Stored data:

-*-

//! Config file loader for chatterm.
//!
//! Reads `config.toml` from the chatterm home directory (`~/.chatterm/`
//! by default) and deserializes it into [`FileConfig`]. Falls back to an
//! empty config when the file is missing or malformed. The file is never
//! written.

use std::path::{Path, PathBuf};

use chatterm_types::config::FileConfig;

/// File name of the config file inside the home directory.
pub const CONFIG_FILE_NAME: &str = "config.toml";

/// Resolve the chatterm home directory.
///
/// Priority:
/// 1. `CHATTERM_HOME` environment variable
/// 2. `~/.chatterm`
/// 3. `./.chatterm` when no home directory can be determined
pub fn resolve_home_dir() -> PathBuf {
    home_dir_from(std::env::var("CHATTERM_HOME").ok())
}

fn home_dir_from(env_override: Option<String>) -> PathBuf {
    if let Some(dir) = env_override.filter(|d| !d.trim().is_empty()) {
        return PathBuf::from(dir);
    }

    if let Some(home) = dirs::home_dir() {
        return home.join(".chatterm");
    }

    PathBuf::from(".chatterm")
}

/// Path of `config.toml` inside `home_dir`.
pub fn config_path(home_dir: &Path) -> PathBuf {
    home_dir.join(CONFIG_FILE_NAME)
}

/// Load `{home_dir}/config.toml`.
///
/// - If the file does not exist, returns [`FileConfig::default()`].
/// - If the file cannot be read or fails to parse, logs a warning and
///   returns the default.
pub async fn load_file_config(home_dir: &Path) -> FileConfig {
    let path = config_path(home_dir);

    let content = match tokio::fs::read_to_string(&path).await {
        Ok(content) => content,
        Err(err) if err.kind() == std::io::ErrorKind::NotFound => {
            tracing::debug!("No config.toml found at {}, using defaults", path.display());
            return FileConfig::default();
        }
        Err(err) => {
            tracing::warn!("Failed to read {}: {err}, using defaults", path.display());
            return FileConfig::default();
        }
    };

    match toml::from_str::<FileConfig>(&content) {
        Ok(config) => {
            tracing::debug!("Loaded {}", path.display());
            config
        }
        Err(err) => {
            tracing::warn!("Failed to parse {}: {err}, using defaults", path.display());
            FileConfig::default()
        }
    }
}
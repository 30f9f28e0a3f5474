//! Reply validation for chat-completions bodies.
//!
//! Only `choices[0].message.content` is consumed. The body is walked one
//! field at a time so the error names the first field that is missing,
//! never a downstream one.

use serde_json::Value;

use chatterm_types::error::MalformedResponse;

/// Extract the assistant text from a raw response body.
///
/// Checks, in order: the body is a JSON object; it has a `choices` list;
/// the list is non-empty; the first choice has a `message`; the message
/// has string `content`. The content is returned unmodified.
pub fn extract_reply(body: &str) -> Result<String, MalformedResponse> {
    let value: Value =
        serde_json::from_str(body).map_err(|e| MalformedResponse::InvalidJson(e.to_string()))?;
    extract_reply_value(value)
}

fn extract_reply_value(value: Value) -> Result<String, MalformedResponse> {
    let Value::Object(mut object) = value else {
        return Err(MalformedResponse::NotAnObject);
    };

    let Some(Value::Array(choices)) = object.remove("choices") else {
        return Err(MalformedResponse::MissingChoices);
    };

    let Some(first) = choices.into_iter().next() else {
        return Err(MalformedResponse::EmptyChoices);
    };

    let Some(message) = first.get("message").filter(|m| m.is_object()) else {
        return Err(MalformedResponse::MissingMessage);
    };

    match message.get("content") {
        Some(Value::String(content)) => Ok(content.clone()),
        _ => Err(MalformedResponse::MissingContent),
    }
}
//! In-session help text.

use std::io::{self, Write};

use console::style;

use chatterm_core::command::Command;

fn describe(command: Command) -> &'static str {
    match command {
        Command::Help => "Show this help message",
        Command::Clear => "Clear the screen",
        Command::Exit => "End the chat session",
        Command::Raw => "Show the last reply unrendered, markdown intact",
    }
}

/// Write the command and key reference.
pub fn write_help(out: &mut impl Write) -> io::Result<()> {
    writeln!(out)?;
    writeln!(out, "  {}", style("Commands:").bold())?;
    writeln!(out)?;
    for (command, aliases) in Command::ALIASES {
        let names = aliases.join(", ");
        writeln!(out, "  {:<20} {}", style(names).cyan(), describe(*command))?;
    }
    writeln!(out)?;
    writeln!(out, "  {}", style("Keys:").bold())?;
    writeln!(out)?;
    for (keys, meaning) in [
        ("Enter", "New line"),
        ("Ctrl+Space, Alt+Enter", "Send the message or command"),
        ("Ctrl+C", "Discard what you have typed"),
        ("Ctrl+Q", "End the session (Ctrl+D on an empty prompt)"),
    ] {
        writeln!(out, "  {:<24} {}", style(keys).cyan(), meaning)?;
    }
    writeln!(out)?;
    writeln!(
        out,
        "  {}",
        style("Commands are typed on their own and sent like any message.").dim()
    )?;
    writeln!(out)?;
    Ok(())
}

-*-

Reading through the records above, report each line in which the string "Failed" is found.

- Exercise result
            tracing::warn!("Failed to read {}: {err}, using defaults", path.display());
            tracing::warn!("Failed to parse {}: {err}, using defaults", path.display());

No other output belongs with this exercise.